* _Stored data entries_:
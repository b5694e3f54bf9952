//! Reverse-Z depth target. Near maps to 1.0 and far to 0.0, which keeps
//! precision on the distant clouds with a 0.1 near plane.

pub struct DepthBuffer {
    pub texture: wgpu::Texture,
    pub view: wgpu::TextureView,
    width: u32,
    height: u32,
}

impl DepthBuffer {
    pub const FORMAT: wgpu::TextureFormat = wgpu::TextureFormat::Depth32Float;

    /// The far plane under reverse-Z.
    pub const CLEAR_VALUE: f32 = 0.0;

    pub const COMPARE_FUNCTION: wgpu::CompareFunction = wgpu::CompareFunction::GreaterEqual;

    /// Zero dimensions are clamped to 1 so a minimised window never produces
    /// an invalid texture.
    pub fn new(device: &wgpu::Device, width: u32, height: u32) -> Self {
        let width = width.max(1);
        let height = height.max(1);
        let texture = device.create_texture(&wgpu::TextureDescriptor {
            label: Some("island-depth"),
            size: wgpu::Extent3d {
                width,
                height,
                depth_or_array_layers: 1,
            },
            mip_level_count: 1,
            sample_count: 1,
            dimension: wgpu::TextureDimension::D2,
            format: Self::FORMAT,
            usage: wgpu::TextureUsages::RENDER_ATTACHMENT,
            view_formats: &[],
        });
        let view = texture.create_view(&wgpu::TextureViewDescriptor::default());

        Self {
            texture,
            view,
            width,
            height,
        }
    }

    pub fn resize(&mut self, device: &wgpu::Device, width: u32, height: u32) {
        if self.width == width.max(1) && self.height == height.max(1) {
            return;
        }
        *self = Self::new(device, width, height);
    }

    pub fn size(&self) -> (u32, u32) {
        (self.width, self.height)
    }

    pub fn attachment(&self) -> wgpu::RenderPassDepthStencilAttachment<'_> {
        wgpu::RenderPassDepthStencilAttachment {
            view: &self.view,
            depth_ops: Some(wgpu::Operations {
                load: wgpu::LoadOp::Clear(Self::CLEAR_VALUE),
                store: wgpu::StoreOp::Store,
            }),
            stencil_ops: None,
        }
    }

    pub fn depth_stencil_state(depth_write: bool) -> wgpu::DepthStencilState {
        wgpu::DepthStencilState {
            format: Self::FORMAT,
            depth_write_enabled: depth_write,
            depth_compare: Self::COMPARE_FUNCTION,
            stencil: wgpu::StencilState::default(),
            bias: wgpu::DepthBiasState::default(),
        }
    }
}

#[cfg(test)]
mod tests {
    use super::*;
    use crate::test_support::create_test_device_queue;

    #[test]
    fn test_reverse_z_constants() {
        assert_eq!(DepthBuffer::CLEAR_VALUE, 0.0);
        assert_eq!(
            DepthBuffer::COMPARE_FUNCTION,
            wgpu::CompareFunction::GreaterEqual
        );
    }

    #[test]
    fn test_transparent_state_keeps_depth_test() {
        let state = DepthBuffer::depth_stencil_state(false);
        assert!(!state.depth_write_enabled);
        assert_eq!(state.depth_compare, wgpu::CompareFunction::GreaterEqual);
    }

    #[test]
    fn test_zero_size_is_clamped() {
        let Some((device, _queue)) = create_test_device_queue() else {
            return;
        };
        let depth = DepthBuffer::new(&device, 0, 0);
        assert_eq!(depth.size(), (1, 1));
    }

    #[test]
    fn test_resize_replaces_texture() {
        let Some((device, _queue)) = create_test_device_queue() else {
            return;
        };
        let mut depth = DepthBuffer::new(&device, 64, 32);
        depth.resize(&device, 128, 96);
        assert_eq!(depth.size(), (128, 96));
        assert_eq!(depth.texture.width(), 128);
    }
}
//! Geometry for the hex island: primitives, tile and decoration builders, and
//! batching by concatenation.

mod builders;
mod geometry;
mod primitives;
mod vertex_layout;

pub use builders::{
    CloudParams, cloud_cluster, cloud_count, clouds, decoration, hex_prism, rock, tree_cluster,
};
pub use geometry::{Geometry, MeshVertex, merge};
pub use primitives::{cone, cylinder, sphere};
pub use vertex_layout::{MESH_VERTEX_ATTRIBUTES, MESH_VERTEX_LAYOUT};
/// Fixed geometry around the island. Heights are fractions of the terrain `max_height`.
#[derive(Debug, Clone, Serialize, Deserialize, PartialEq)]
#[serde(default)]
pub struct SetPieceConfig {
    pub water_radius: f32,
    pub water_height: f32,
    pub basin_wall_radius: f32,
    pub basin_wall_height: f32,
    pub basin_floor_radius: f32,
    pub basin_floor_height: f32,
    pub radial_segments: u32,
}

#[derive(Debug, Clone, Serialize, Deserialize, PartialEq)]
#[serde(default)]
pub struct AssetConfig {
    /// Directory holding the textures and the environment map.
    pub directory: PathBuf,
}

#[derive(Debug, Clone, Serialize, Deserialize, PartialEq)]
#[serde(default)]
pub struct DebugConfig {
    /// Default tracing level when `RUST_LOG` is unset.
    pub log_level: String,
    /// Seed of the decoration and cloud random stream.
    pub random_seed: u64,
}

impl Default for WindowConfig {
    fn default() -> Self {
        Self {
            width: 1280,
            height: 720,
            vsync: true,
            title: "hexisle".to_string(),
        }
    }
}

impl Default for RenderConfig {
    fn default() -> Self {
        Self {
            background: 0xFFEECC,
            exposure: 1.0,
            light_color: 0xFFCB8E,
            light_intensity: 80.0,
            light_range: 400.0,
            light_position: [10.0, 20.0, 10.0],
            shadows: true,
            shadow_map_size: 1024,
        }
    }
}

impl Default for CameraConfig {
    fn default() -> Self {
        Self {
            fov_degrees: 45.0,
            near: 0.1,
            far: 1000.0,
            position: [0.0, 31.0, 60.0],
            target: [0.0, 0.0, 0.0],
            damping: 0.05,
            orbit_sensitivity: 0.005,
            zoom_sensitivity: 0.1,
            min_distance: 10.0,
            max_distance: 200.0,
        }
    }
}

impl Default for TerrainConfig {
    fn default() -> Self {
        Self {
            seed: 0,
            max_height: 10.0,
            noise_frequency: 0.1,
            horizontal_spacing: 1.77,
            vertical_spacing: 1.535,
            cull_radius: 45.0,
            iteration_min: -100,
            iteration_max: 100,
            stone_threshold: 0.8,
            dirt_threshold: 0.7,
            grass_threshold: 0.5,
            sand_threshold: 0.3,
        }
    }
}

impl Default for DecorationConfig {
    fn default() -> Self {
        Self {
            probability: 0.2,
            rock_radius_min: 0.1,
            rock_radius_max: 0.4,
            rock_jitter: 0.4,
            rock_segments: 7,
            tree_height_min: 1.25,
            tree_height_max: 2.25,
            tree_radii: [1.5, 1.15, 0.8],
            tree_offsets: [0.0, 0.6, 1.25],
            tree_lift: 1.0,
            tree_segments: 3,
        }
    }
}

impl Default for CloudConfig {
    fn default() -> Self {
        Self {
            min_count: 10,
            count_span: 10,
            count_exponent: 0.45,
            puff_radii: [1.2, 1.5, 0.9],
            puff_offsets: [-1.85, 0.0, 1.85],
            puff_jitter: 0.3,
            extent: 35.0,
            height_min: 8.0,
            height_max: 16.0,
            segments: 7,
        }
    }
}

impl Default for SetPieceConfig {
    fn default() -> Self {
        Self {
            water_radius: 50.0,
            water_height: 0.2,
            basin_wall_radius: 17.1,
            basin_wall_height: 0.25,
            basin_floor_radius: 18.5,
            basin_floor_height: 0.1,
            radial_segments: 50,
        }
    }
}

impl Default for AssetConfig {
    fn default() -> Self {
        Self {
            directory: PathBuf::from("assets"),
        }
    }
}

impl Default for DebugConfig {
    fn default() -> Self {
        Self {
            log_level: "info".to_string(),
            random_seed: 0,
        }
    }
}

/// `<platform config dir>/hexisle`, or `./hexisle` when the platform has none.
pub fn default_config_dir() -> PathBuf {
    dirs::config_dir()
        .unwrap_or_else(|| PathBuf::from("."))
        .join("hexisle")
}

impl Config {
    /// Load `config.ron` from `config_dir`, writing the defaults there if it does not exist.
    pub fn load_or_create(config_dir: &Path) -> Result<Self, ConfigError> {
        let path = config_dir.join(CONFIG_FILE);

        if !path.exists() {
            let config = Config::default();
            config.save(config_dir)?;
            log::info!("Wrote default config to {}", path.display());
            return Ok(config);
        }

        let contents = std::fs::read_to_string(&path).map_err(|source| ConfigError::ReadError {
            path: path.clone(),
            source,
        })?;
        let config: Config = ron::from_str(&contents).map_err(ConfigError::ParseError)?;
        config.validate()?;
        log::info!("Loaded config from {}", path.display());
        Ok(config)
    }

    /// Write this config to `config_dir/config.ron`, creating the directory if needed.
    pub fn save(&self, config_dir: &Path) -> Result<(), ConfigError> {
        let path = config_dir.join(CONFIG_FILE);
        let write_err = |source| ConfigError::WriteError {
            path: path.clone(),
            source,
        };

        std::fs::create_dir_all(config_dir).map_err(write_err)?;
        let pretty = ron::ser::PrettyConfig::new()
            .depth_limit(2)
            .separate_tuple_members(false)
            .enumerate_arrays(false);
        let text = ron::ser::to_string_pretty(self, pretty).map_err(ConfigError::SerializeError)?;
        std::fs::write(&path, text).map_err(write_err)
    }

    /// Reject settings the generator cannot work with.
    pub fn validate(&self) -> Result<(), ConfigError> {
        let t = &self.terrain;
        if t.iteration_min >= t.iteration_max {
            return Err(invalid(
                "terrain.iteration_min",
                format!("{} is not below iteration_max {}", t.iteration_min, t.iteration_max),
            ));
        }
        if !(t.max_height > 0.0) {
            return Err(invalid("terrain.max_height", "must be positive".into()));
        }
        if !(t.cull_radius >= 0.0) {
            return Err(invalid("terrain.cull_radius", "must not be negative".into()));
        }
        let bands = [
            t.stone_threshold,
            t.dirt_threshold,
            t.grass_threshold,
            t.sand_threshold,
        ];
        if bands.windows(2).any(|w| !(w[0] > w[1])) {
            return Err(invalid(
                "terrain.stone_threshold",
                format!("band thresholds must strictly descend, got {bands:?}"),
            ));
        }

        let d = &self.decoration;
        if !(0.0..=1.0).contains(&d.probability) {
            return Err(invalid(
                "decoration.probability",
                format!("{} is outside [0, 1]", d.probability),
            ));
        }
        if d.rock_radius_min > d.rock_radius_max || d.tree_height_min > d.tree_height_max {
            return Err(invalid(
                "decoration",
                "a size range has its minimum above its maximum".into(),
            ));
        }
        if d.rock_segments < 3 || d.tree_segments < 3 {
            return Err(invalid("decoration", "segment counts must be at least 3".into()));
        }

        let size = self.render.shadow_map_size;
        if !(1..=MAX_SHADOW_MAP_SIZE).contains(&size) {
            return Err(invalid(
                "render.shadow_map_size",
                format!("{size} is outside [1, {MAX_SHADOW_MAP_SIZE}]"),
            ));
        }

        let c = &self.clouds;
        if !(c.count_exponent.is_finite() && c.count_exponent > 0.0) {
            return Err(invalid(
                "clouds.count_exponent",
                format!("{} is not a positive finite number", c.count_exponent),
            ));
        }
        if c.count_span > MAX_CLOUD_SPAN {
            return Err(invalid(
                "clouds.count_span",
                format!("{} is above the cap of {MAX_CLOUD_SPAN}", c.count_span),
            ));
        }

        if self.clouds.segments < 3 || self.set_pieces.radial_segments < 3 {
            return Err(invalid("segments", "segment counts must be at least 3".into()));
        }
        Ok(())
    }
}

const MAX_CLOUD_SPAN: u32 = 1000;
/// wgpu's default `max_texture_dimension_2d`.
const MAX_SHADOW_MAP_SIZE: u32 = 8192;

fn invalid(field: &'static str, reason: String) -> ConfigError {
    ConfigError::Invalid { field, reason }
}

#[cfg(test)]
mod tests {
    use super::*;

    #[test]
    fn test_defaults_are_reference_values() {
        let config = Config::default();
        assert_eq!(config.terrain.max_height, 10.0);
        assert_eq!(config.terrain.cull_radius, 45.0);
        assert_eq!(config.terrain.iteration_min, -100);
        assert_eq!(config.terrain.iteration_max, 100);
        assert_eq!(config.decoration.probability, 0.2);
        assert_eq!(config.clouds.puff_radii, [1.2, 1.5, 0.9]);
        assert!(config.validate().is_ok());
    }

    #[test]
    fn test_default_config_serializes() {
        let text = ron::ser::to_string_pretty(
            &Config::default(),
            ron::ser::PrettyConfig::new().depth_limit(2),
        )
        .unwrap();
        assert!(text.contains("cull_radius: 45.0"));
        assert!(text.contains("probability: 0.2"));
    }

    #[test]
    fn test_config_roundtrip() {
        let mut config = Config::default();
        config.terrain.seed = 42;
        config.assets.directory = PathBuf::from("/tmp/textures");
        let text = ron::to_string(&config).unwrap();
        let back: Config = ron::from_str(&text).unwrap();
        assert_eq!(config, back);
    }

    #[test]
    fn test_partial_file_fills_defaults() {
        let config: Config = ron::from_str("(terrain: (seed: 7, cull_radius: 20.0))").unwrap();
        assert_eq!(config.terrain.seed, 7);
        assert_eq!(config.terrain.cull_radius, 20.0);
        assert_eq!(config.terrain.max_height, 10.0);
        assert_eq!(config.clouds, CloudConfig::default());
    }

    #[test]
    fn test_unknown_field_ignored() {
        let result: Result<Config, _> = ron::from_str("(shadows: true)");
        assert!(result.is_ok());
    }

    #[test]
    fn test_invalid_ron_produces_error() {
        let result: Result<Config, _> = ron::from_str("{{not valid}}");
        assert!(result.is_err());
    }

    #[test]
    fn test_save_and_load() {
        let dir = tempfile::tempdir().unwrap();
        let mut config = Config::default();
        config.window.width = 1920;
        config.terrain.seed = 99;
        config.decoration.probability = 0.5;

        config.save(dir.path()).unwrap();
        let loaded = Config::load_or_create(dir.path()).unwrap();
        assert_eq!(config, loaded);
    }

    #[test]
    fn test_load_or_create_writes_defaults() {
        let dir = tempfile::tempdir().unwrap();
        let nested = dir.path().join("a").join("b");
        let config = Config::load_or_create(&nested).unwrap();
        assert_eq!(config, Config::default());
        assert!(nested.join(CONFIG_FILE).exists());
    }

    #[test]
    fn test_load_rejects_invalid_values() {
        let dir = tempfile::tempdir().unwrap();
        std::fs::write(
            dir.path().join(CONFIG_FILE),
            "(terrain: (iteration_min: 5, iteration_max: 5))",
        )
        .unwrap();
        let err = Config::load_or_create(dir.path()).unwrap_err();
        assert!(matches!(
            err,
            ConfigError::Invalid {
                field: "terrain.iteration_min",
                ..
            }
        ));
    }

    #[test]
    fn test_thresholds_must_descend() {
        let mut config = Config::default();
        config.terrain.grass_threshold = 0.75;
        assert!(config.validate().is_err());
    }

    #[test]
    fn test_probability_bounds() {
        let mut config = Config::default();
        config.decoration.probability = 1.5;
        assert!(config.validate().is_err());
        config.decoration.probability = 1.0;
        assert!(config.validate().is_ok());
    }

    #[test]
    fn test_cloud_count_settings_are_bounded() {
        let mut config = Config::default();
        config.clouds.count_exponent = -0.5;
        assert!(matches!(
            config.validate(),
            Err(ConfigError::Invalid {
                field: "clouds.count_exponent",
                ..
            })
        ));
        config.clouds.count_exponent = f32::NAN;
        assert!(config.validate().is_err());

        config.clouds.count_exponent = 0.45;
        config.clouds.count_span = u32::MAX;
        assert!(matches!(
            config.validate(),
            Err(ConfigError::Invalid {
                field: "clouds.count_span",
                ..
            })
        ));
        config.clouds.count_span = 1000;
        assert!(config.validate().is_ok());
    }

    #[test]
    fn test_shadow_map_size_bounds() {
        let mut config = Config::default();
        assert!(config.render.shadows);
        assert_eq!(config.render.shadow_map_size, 1024);
        config.render.shadow_map_size = 0;
        assert!(config.validate().is_err());
        config.render.shadow_map_size = 16_384;
        assert!(config.validate().is_err());
    }

    #[test]
    fn test_default_config_dir_ends_with_app_name() {
        assert!(default_config_dir().ends_with("hexisle"));
    }
}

* _YOUR TASK_:
Across the entries, each line containing the word "DebugConfig" is to be counted once; the total alone is to be given.

* _REPLY_:
2